For two days in Baltimore this spring a committed and diverse group of long-term care information technology policy makers, gurus, users, and suppliers explored the status and future of Health Information Technology (HIT) in long-term care. Sponsored by all of the major national associations involved in long-term care, and under the auspices of the American Health Information Management Association (AHIMA), the stakeholders had the opportunity to hear and network with the thought leaders of the field. The conference brought nursing home administrators and staff, academics, vendors, and key executive and legislative personnel together to see the road map for the future and the current state of the art.
And the road map actually exists—specifically, the Road Map for Health IT in Long Term Care 2008-20101 developed by the Long-Term Care Health Information Technology (LTC HIT) Summit steering committee. It gives the best analysis of where we've been and the goals and methods for attaining the infrastructure and applications needed for the future. Essentially, the LTC HIT Summit was a dialogue among the various groups, with the Road Map providing a unifying structure. All LTC professionals should become familiar with the Road Map, and start to plan for the technologies and changes in processes that are coming.
The Summit's keynote address, “Aligning LTC with the National Vision for HIT” by Dr. Robert Kolodner,2 set the stage by demonstrating commitment and support for HIT at the highest level of the federal government. His analysis suggests that long-term care may be near or past the tipping point at which the pace of acceptance accelerates. As more robust products are introduced that actually assist in care and provide information for decision making, acceptance of HIT as a necessary part of LTC operations will increase. After all, paper is expensive—not the sheet, but the time to create it, store it, and find it. Health information technology eliminates the sheets, and makes cost-effective acquiring, storing, and sharing of information possible.

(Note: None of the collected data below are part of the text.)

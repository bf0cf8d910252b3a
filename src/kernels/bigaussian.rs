//! Bi-Gaussian kernel
//!
//! A radially symmetric kernel whose core (distance <= sigma) is a Gaussian of
//! width `sigma` and whose tail is a Gaussian of width `rho * sigma`, scaled by
//! `rho^2` and centred at `sigma - rho * sigma`. The tail is offset so both
//! pieces meet at the boundary sphere, which also makes the slopes agree there.
//!
//! Reference:
//! Xiao C, et al. Bi-Gaussian filtering for tubular structure detection.
//! Medical Image Analysis. 2013.

use crate::error::OofError;
use crate::fft::idx3d;

/// Gaussian density of mean `mu` and standard deviation `sigma` at `dist`
#[inline]
pub fn gkern3(dist: f64, mu: f64, sigma: f64) -> f64 {
    let z = (dist - mu) / sigma;
    (-0.5 * z * z).exp() / (sigma * (2.0 * std::f64::consts::PI).sqrt())
}

/// Side length of the cubic bi-Gaussian kernel for a given sigma
pub fn bg_kernel_len(sigma: f64) -> usize {
    sigma.ceil() as usize * 6 + 1
}

/// Largest kernel side accepted by `bg_kernel_volume` (sigma up to 85)
pub const MAX_KERNEL_LEN: usize = 511;

/// Radial profile with the tail offset precomputed
fn profile_fn(sigma: f64, rho: f64) -> impl Fn(f64) -> f64 {
    let sigma_b = rho * sigma;
    let k = rho * rho;
    let mu_b = sigma - sigma_b;

    // Offset lifting the tail onto the core at the boundary sphere
    let offset = gkern3(sigma, 0.0, sigma) - k * gkern3(sigma, mu_b, sigma_b);

    move |dist| {
        // Central sphere keeps the pure foreground Gaussian
        if dist <= sigma {
            gkern3(dist, 0.0, sigma)
        } else {
            k * gkern3(dist, mu_b, sigma_b) + offset
        }
    }
}

/// Radial profile sampled by `bgkern3`
///
/// Core: `G(d)`. Tail: `rho^2 * Gb(d) + c`, where `c` closes the gap between
/// the two pieces at `d = sigma`.
pub fn bigaussian_profile(dist: f64, sigma: f64, rho: f64) -> f64 {
    profile_fn(sigma, rho)(dist)
}

/// Generate a cubic bi-Gaussian kernel of side `kerlen`
///
/// The kernel centre sits at index `(kerlen - 1) / 2` on every axis; storage is
/// Fortran order.
///
/// # Arguments
/// * `kerlen` - Odd side length, normally `bg_kernel_len(sigma)`
/// * `sigma` - Width of the foreground Gaussian
/// * `rho` - Ratio of background to foreground width
pub fn bgkern3(kerlen: usize, sigma: f64, rho: f64) -> Vec<f64> {
    let profile = profile_fn(sigma, rho);
    let kr = (kerlen as f64 - 1.0) / 2.0;

    let mut kernel = vec![0.0; kerlen * kerlen * kerlen];
    for c in 0..kerlen {
        let z = c as f64 - kr;
        for b in 0..kerlen {
            let y = b as f64 - kr;
            for a in 0..kerlen {
                let x = a as f64 - kr;
                kernel[idx3d(a, b, c, kerlen, kerlen)] = profile((x * x + y * y + z * z).sqrt());
            }
        }
    }

    kernel
}

/// Bi-Gaussian kernel wrapped into an image-sized volume, centred at (0, 0, 0)
///
/// Taps are placed modulo the volume shape, so a kernel wider than the image is
/// folded onto it and the product with the image spectrum is an exact circular
/// convolution.
///
/// # Errors
/// `KernelConstructionFailure` when the kernel side exceeds `MAX_KERNEL_LEN`
/// or a value is non-finite.
pub fn bg_kernel_volume(
    nx: usize, ny: usize, nz: usize,
    sigma: f64, rho: f64,
) -> Result<Vec<f64>, OofError> {
    if sigma.ceil() * 6.0 + 1.0 > MAX_KERNEL_LEN as f64 {
        return Err(OofError::KernelConstructionFailure {
            radius: sigma,
            reason: format!("kernel side exceeds {}", MAX_KERNEL_LEN),
        });
    }

    let kerlen = bg_kernel_len(sigma);
    let kr = (kerlen - 1) / 2;
    let profile = profile_fn(sigma, rho);

    // Signed offset and wrapped volume position of every tap along one axis
    let taps = |n: usize| -> Vec<(f64, usize)> {
        (0..kerlen)
            .map(|t| ((t as f64 - kr as f64), (t % n + n - kr % n) % n))
            .collect()
    };
    let (tx, ty, tz) = (taps(nx), taps(ny), taps(nz));

    let mut volume = vec![0.0; nx * ny * nz];
    for &(z, k) in &tz {
        for &(y, j) in &ty {
            for &(x, i) in &tx {
                let value = profile((x * x + y * y + z * z).sqrt());
                if !value.is_finite() {
                    return Err(OofError::KernelConstructionFailure {
                        radius: sigma,
                        reason: "kernel contains non-finite values".to_string(),
                    });
                }
                volume[idx3d(i, j, k, nx, ny)] += value;
            }
        }
    }

    Ok(volume)
}
//! Bi-Gaussian Hessian tensors
//!
//! The image is transformed once. Each radius then costs one kernel FFT, one
//! spectral product, one inverse FFT and a finite-difference Hessian of the
//! smoothed image.

use log::debug;
use num_complex::Complex64;

use crate::error::{check_len, OofError};
use crate::fft::Fft3dWorkspace;
use crate::kernels::bg_kernel_volume;
use crate::tensor::{validate_radii, TensorField};
use crate::utils::gradient::hessian3;

/// Lazy generator of bi-Gaussian Hessian fields, one per radius
pub struct BgTensorIter {
    radii: Vec<f64>,
    rho: f64,
    fimg: Vec<Complex64>,
    workspace: Fft3dWorkspace,
    next_radius: usize,
}

/// Prepare the bi-Gaussian tensor generator for `image`
///
/// Validates the inputs and performs the single forward FFT of the image;
/// tensors are produced as the iterator is advanced.
///
/// # Arguments
/// * `image` - Volume in Fortran order (nx * ny * nz)
/// * `radii` - Foreground Gaussian widths, processed in order
/// * `rho` - Ratio of background to foreground width, > 0
///
/// # Errors
/// `ShapeMismatch` for a wrong-sized image, `InvalidParameter` for bad radii
/// or `rho`.
pub fn bg_tensor(
    image: &[f64],
    nx: usize, ny: usize, nz: usize,
    radii: &[f64],
    rho: f64,
) -> Result<BgTensorIter, OofError> {
    check_len(image.len(), nx, ny, nz)?;
    validate_radii(radii)?;
    if !(rho.is_finite() && rho > 0.0) {
        return Err(OofError::InvalidParameter(format!(
            "rho must be positive and finite, got {}",
            rho
        )));
    }

    let mut workspace = Fft3dWorkspace::new(nx, ny, nz);
    let fimg = workspace.fft3d_real(image);

    Ok(BgTensorIter {
        radii: radii.to_vec(),
        rho,
        fimg,
        workspace,
        next_radius: 0,
    })
}

impl BgTensorIter {
    /// Radii this generator walks through
    pub fn radii(&self) -> &[f64] {
        &self.radii
    }

    fn tensor_at(&mut self, sigma: f64) -> Result<TensorField, OofError> {
        let (nx, ny, nz) = self.workspace.dims();
        debug!("bi-Gaussian tensor: sigma={}, rho={}", sigma, self.rho);

        let kernel = bg_kernel_volume(nx, ny, nz, sigma, self.rho)?;
        let mut buffer = self.workspace.fft3d_real(&kernel);
        drop(kernel);

        for (b, &f) in buffer.iter_mut().zip(self.fimg.iter()) {
            *b *= f;
        }
        self.workspace.ifft3d(&mut buffer);

        let smoothed: Vec<f64> = buffer.iter().map(|c| c.re).collect();
        drop(buffer);

        Ok(hessian3(&smoothed, nx, ny, nz))
    }
}

impl Iterator for BgTensorIter {
    type Item = Result<TensorField, OofError>;

    fn next(&mut self) -> Option<Self::Item> {
        let sigma = *self.radii.get(self.next_radius)?;
        self.next_radius += 1;

        let result = self.tensor_at(sigma);
        if result.is_err() {
            // Stop after the first failure
            self.next_radius = self.radii.len();
        }
        Some(result)
    }

    fn size_hint(&self) -> (usize, Option<usize>) {
        let remaining = self.radii.len() - self.next_radius;
        (0, Some(remaining))
    }
}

Information technology is essential to achieving Dr. Kolodner's two principal goals from the national perspective:
Enabling patient-focused care
Improving the health of the population
Critical to meeting these goals is an interconnected health information system that is reliable, secure, and trusted. The processes for delivering care, and especially documenting that care, will change with the implementation of currently available technologies and those in the planning stages, making patient-focused care a reality. The goal of improving the health of the population will be attained when information about individuals can be aggregated and analyzed rapidly to detect public health issues (such as early warning of epidemics) and analysis to determine best practices, using health outcomes as evidence. Many technical, clinical, social, financial, and legal issues will have to be addressed, as Summit participants noted, but the payoff will be worth it: better care for individuals and the improved health of the nation.

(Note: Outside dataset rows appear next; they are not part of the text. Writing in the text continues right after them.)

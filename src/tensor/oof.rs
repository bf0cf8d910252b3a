//! Optimally Oriented Flux tensors
//!
//! For a ball of radius r the flux tensor is the image convolved with the
//! second derivatives of the OOF kernel. In k-space this is a product with
//! `k_i * k_j * K(|k|)`:
//!
//! f_ij = Re(IFFT(k_i * k_j * K * FFT(image)))
//!
//! The image spectrum and |k| are computed once and shared by every radius.

use log::debug;
use num_complex::Complex64;

use crate::error::{check_len, OofError};
use crate::fft::{fftfreq, idx3d, ifftshifted_coor_matrix, Fft3dWorkspace};
use crate::kernels::{oof_kernel_volume, spectral_radius};
use crate::tensor::{validate_radii, TensorField};

/// Axis pairs of the six stored components, in (f11, f12, f13, f22, f23, f33) order
const COMPONENT_AXES: [(usize, usize); 6] = [(0, 0), (0, 1), (0, 2), (1, 1), (1, 2), (2, 2)];

/// Lazy generator of OOF tensor fields, one per radius
pub struct OofTensorIter {
    radii: Vec<f64>,
    sigma: f64,
    ntype: i32,
    fimg: Vec<Complex64>,
    kernel_radius: Vec<f64>,
    /// Per-axis frequencies `[x, y, z]`
    freqs: [Vec<f64>; 3],
    /// Frequency coordinate volumes, only held when not saving memory
    coords: Option<[Vec<f64>; 3]>,
    workspace: Fft3dWorkspace,
    next_radius: usize,
}

/// Prepare the OOF tensor generator for `image`
///
/// # Arguments
/// * `image` - Volume in Fortran order (nx * ny * nz)
/// * `radii` - Ball radii, processed in order
/// * `memory_save` - Build and invert one component at a time instead of
///   holding all six spectral products together
/// * `sigma` - Width of the Gaussian smoothing applied with the ball
/// * `ntype` - Exponent of the radius normalisation; 0 disables it
///
/// # Errors
/// `ShapeMismatch` for a wrong-sized image. `InvalidParameter` for non-positive
/// radii or sigma, or, when `ntype != 0`, a radius with `2 r sigma - sigma^2 <= 0`.
#[allow(clippy::too_many_arguments)]
pub fn oof_tensor(
    image: &[f64],
    nx: usize, ny: usize, nz: usize,
    radii: &[f64],
    memory_save: bool,
    sigma: f64,
    ntype: i32,
) -> Result<OofTensorIter, OofError> {
    check_len(image.len(), nx, ny, nz)?;
    validate_radii(radii)?;
    if !(sigma.is_finite() && sigma > 0.0) {
        return Err(OofError::InvalidParameter(format!(
            "sigma must be positive and finite, got {}",
            sigma
        )));
    }
    if ntype != 0 {
        if let Some(&r) = radii.iter().find(|&&r| 2.0 * r * sigma - sigma * sigma <= 0.0) {
            return Err(OofError::InvalidParameter(format!(
                "radius {} must exceed sigma / 2 = {} for normalisation",
                r,
                sigma / 2.0
            )));
        }
    }

    let mut workspace = Fft3dWorkspace::new(nx, ny, nz);
    let fimg = workspace.fft3d_real(image);
    let kernel_radius = spectral_radius(nx, ny, nz);
    let freqs = [fftfreq(nx), fftfreq(ny), fftfreq(nz)];
    let coords = if memory_save {
        None
    } else {
        Some(ifftshifted_coor_matrix(nx, ny, nz))
    };

    Ok(OofTensorIter {
        radii: radii.to_vec(),
        sigma,
        ntype,
        fimg,
        kernel_radius,
        freqs,
        coords,
        workspace,
        next_radius: 0,
    })
}

impl OofTensorIter {
    /// Radii this generator walks through
    pub fn radii(&self) -> &[f64] {
        &self.radii
    }

    pub fn memory_save(&self) -> bool {
        self.coords.is_none()
    }

    fn tensor_at(&mut self, radius: f64) -> Result<TensorField, OofError> {
        let (nx, ny, nz) = self.workspace.dims();
        debug!(
            "OOF tensor: radius={}, sigma={}, memory_save={}",
            radius,
            self.sigma,
            self.memory_save()
        );

        let kernel = oof_kernel_volume(&self.kernel_radius, radius, self.sigma, self.ntype);
        if kernel.iter().any(|v| !v.is_finite()) {
            return Err(OofError::KernelConstructionFailure {
                radius,
                reason: "kernel contains non-finite values".to_string(),
            });
        }

        // Image spectrum filtered by the kernel, shared by all six components
        let filtered: Vec<Complex64> = self
            .fimg
            .iter()
            .zip(kernel.iter())
            .map(|(&f, &k)| f * k)
            .collect();
        drop(kernel);

        let components = match self.coords.as_ref() {
            None => {
                let freqs = &self.freqs;
                let workspace = &mut self.workspace;
                COMPONENT_AXES.map(|(a, b)| {
                    let mut buffer = vec![Complex64::new(0.0, 0.0); filtered.len()];
                    for k in 0..nz {
                        for j in 0..ny {
                            for i in 0..nx {
                                let f = [freqs[0][i], freqs[1][j], freqs[2][k]];
                                let idx = idx3d(i, j, k, nx, ny);
                                buffer[idx] = filtered[idx] * (f[a] * f[b]);
                            }
                        }
                    }
                    for axis in 0..3 {
                        workspace.ifft_axis(&mut buffer, axis);
                    }
                    buffer.iter().map(|c| c.re).collect::<Vec<f64>>()
                })
            }
            Some(coords) => {
                let products = COMPONENT_AXES.map(|(a, b)| {
                    filtered
                        .iter()
                        .zip(coords[a].iter().zip(coords[b].iter()))
                        .map(|(&v, (&x, &y))| v * (x * y))
                        .collect::<Vec<Complex64>>()
                });
                let workspace = &mut self.workspace;
                products.map(|mut buffer| {
                    workspace.ifft3d(&mut buffer);
                    buffer.iter().map(|c| c.re).collect::<Vec<f64>>()
                })
            }
        };

        TensorField::new(components, nx, ny, nz)
    }
}

impl Iterator for OofTensorIter {
    type Item = Result<TensorField, OofError>;

    fn next(&mut self) -> Option<Self::Item> {
        let radius = *self.radii.get(self.next_radius)?;
        self.next_radius += 1;

        let result = self.tensor_at(radius);
        if result.is_err() {
            self.next_radius = self.radii.len();
        }
        Some(result)
    }

    fn size_hint(&self) -> (usize, Option<usize>) {
        let remaining = self.radii.len() - self.next_radius;
        (0, Some(remaining))
    }
}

The Honorable Nancy Johnson, former Republican congresswoman from Connecticut and Co-Chair of the Health IT Now Coalition, discussed the need for fundamental change in the way Health IT demonstrations are financed. She noted that the new world of Health IT is hugely complex. We need to demonstrate collaborative models in order to generate the information needed for sound legislative and regulatory decisions. Currently the business case for health IT is largely speculative. Well-designed and -funded demonstration projects are needed to develop the tools and to document what works and what doesn't.
Quality and payment
Senior staff from the Centers for Medicare & Medicaid Services (CMS) presented information about several works in progress: creating MDS 3.0, changing Medicare SNF payment systems, quality monitoring, and paying for performance. These presentations were tantalizing since the presenters could not discuss results of their projects in detail until the policies they affect are actually written into draft regulation. The projects are all very complex, with many interactions. These will be discussed in this column eventually, but for now it is better not to publish details that may be further refined when the projects are considered together. Premature details could send providers and vendors down dead ends. Suffice it to say, the next two years promise significant changes in the way we look at care and quality.